TASK DIRECTIONS. The records below should be printed once more, exactly as they appear.

INFORMATION.
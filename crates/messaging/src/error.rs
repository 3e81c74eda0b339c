//! Publish error types.

use thiserror::Error;

/// Errors raised while delivering a notification to a peer service.
#[derive(Debug, Error)]
pub enum PublishError {
    /// The peer could not be reached or the request could not be built.
    #[error("failed to deliver notification: {0}")]
    Transport(#[from] reqwest::Error),

    /// The peer answered with a non-success status.
    #[error("peer returned status {status}: {body}")]
    Status { status: u16, body: String },

    /// The message was refused before leaving the process.
    #[error("notification rejected: {0}")]
    Rejected(String),
}
//! Inbound webhook from the payment service.

use std::sync::Arc;

use axum::Json;
use axum::extract::State;
use axum::extract::rejection::JsonRejection;
use booking::{Booking, BookingStore};
use common::BookingId;
use serde::Deserialize;

use super::parse_id;
use crate::AppState;
use crate::error::ApiError;

/// Body of `POST /bookings/webhook/payment`. Ids arrive as text so a
/// malformed one is reported as such rather than as an unreadable body.
#[derive(Debug, Deserialize)]
pub struct PaymentWebhookRequest {
    #[serde(default)]
    pub event: String,
    pub payment_id: Option<String>,
    #[serde(default)]
    pub booking_id: String,
    pub status: Option<String>,
}

/// POST /bookings/webhook/payment: applies `payment.success`,
/// `payment.failed` or `payment.expired` to the booking.
#[tracing::instrument(skip_all)]
pub async fn payment<S: BookingStore + 'static>(
    State(state): State<Arc<AppState<S>>>,
    body: Result<Json<PaymentWebhookRequest>, JsonRejection>,
) -> Result<Json<Booking>, ApiError> {
    let Json(req) = body.map_err(|_| ApiError::BadRequest("Invalid request body".to_string()))?;
    if req.booking_id.is_empty() || req.event.is_empty() {
        return Err(ApiError::BadRequest(
            "booking_id and event are required".to_string(),
        ));
    }
    let booking_id: BookingId = parse_id("booking ID", &req.booking_id)?;

    tracing::info!(
        event = %req.event,
        %booking_id,
        payment_id = req.payment_id.as_deref().unwrap_or(""),
        status = req.status.as_deref().unwrap_or(""),
        "payment webhook received"
    );

    let booking = state
        .coordinator
        .handle_payment_notification(&req.event, booking_id)
        .await?;

    Ok(Json(booking))
}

WRITTEN RESPONSE.
filename crates/messaging/src/error.rs
repository 3e81c74eda0b339c
//! Publish error types.

use thiserror::Error;

/// Errors raised while delivering a notification to a peer service.
#[derive(Debug, Error)]
pub enum PublishError {
    /// The peer could not be reached or the request could not be built.
    #[error("failed to deliver notification: {0}")]
    Transport(#[from] reqwest::Error),

    /// The peer answered with a non-success status.
    #[error("peer returned status {status}: {body}")]
    Status { status: u16, body: String },

    /// The message was refused before leaving the process.
    #[error("notification rejected: {0}")]
    Rejected(String),
}
//! Inbound webhook from the payment service.

use std::sync::Arc;

use axum::Json;
use axum::extract::State;
use axum::extract::rejection::JsonRejection;
use booking::{Booking, BookingStore};
use common::BookingId;
use serde::Deserialize;

use super::parse_id;
use crate::AppState;
use crate::error::ApiError;

/// Body of `POST /bookings/webhook/payment`. Ids arrive as text so a
/// malformed one is reported as such rather than as an unreadable body.
#[derive(Debug, Deserialize)]
pub struct PaymentWebhookRequest {
    #[serde(default)]
    pub event: String,
    pub payment_id: Option<String>,
    #[serde(default)]
    pub booking_id: String,
    pub status: Option<String>,
}

/// POST /bookings/webhook/payment: applies `payment.success`,
/// `payment.failed` or `payment.expired` to the booking.
#[tracing::instrument(skip_all)]
pub async fn payment<S: BookingStore + 'static>(
    State(state): State<Arc<AppState<S>>>,
    body: Result<Json<PaymentWebhookRequest>, JsonRejection>,
) -> Result<Json<Booking>, ApiError> {
    let Json(req) = body.map_err(|_| ApiError::BadRequest("Invalid request body".to_string()))?;
    if req.booking_id.is_empty() || req.event.is_empty() {
        return Err(ApiError::BadRequest(
            "booking_id and event are required".to_string(),
        ));
    }
    let booking_id: BookingId = parse_id("booking ID", &req.booking_id)?;

    tracing::info!(
        event = %req.event,
        %booking_id,
        payment_id = req.payment_id.as_deref().unwrap_or(""),
        status = req.status.as_deref().unwrap_or(""),
        "payment webhook received"
    );

    let booking = state
        .coordinator
        .handle_payment_notification(&req.event, booking_id)
        .await?;

    Ok(Json(booking))
}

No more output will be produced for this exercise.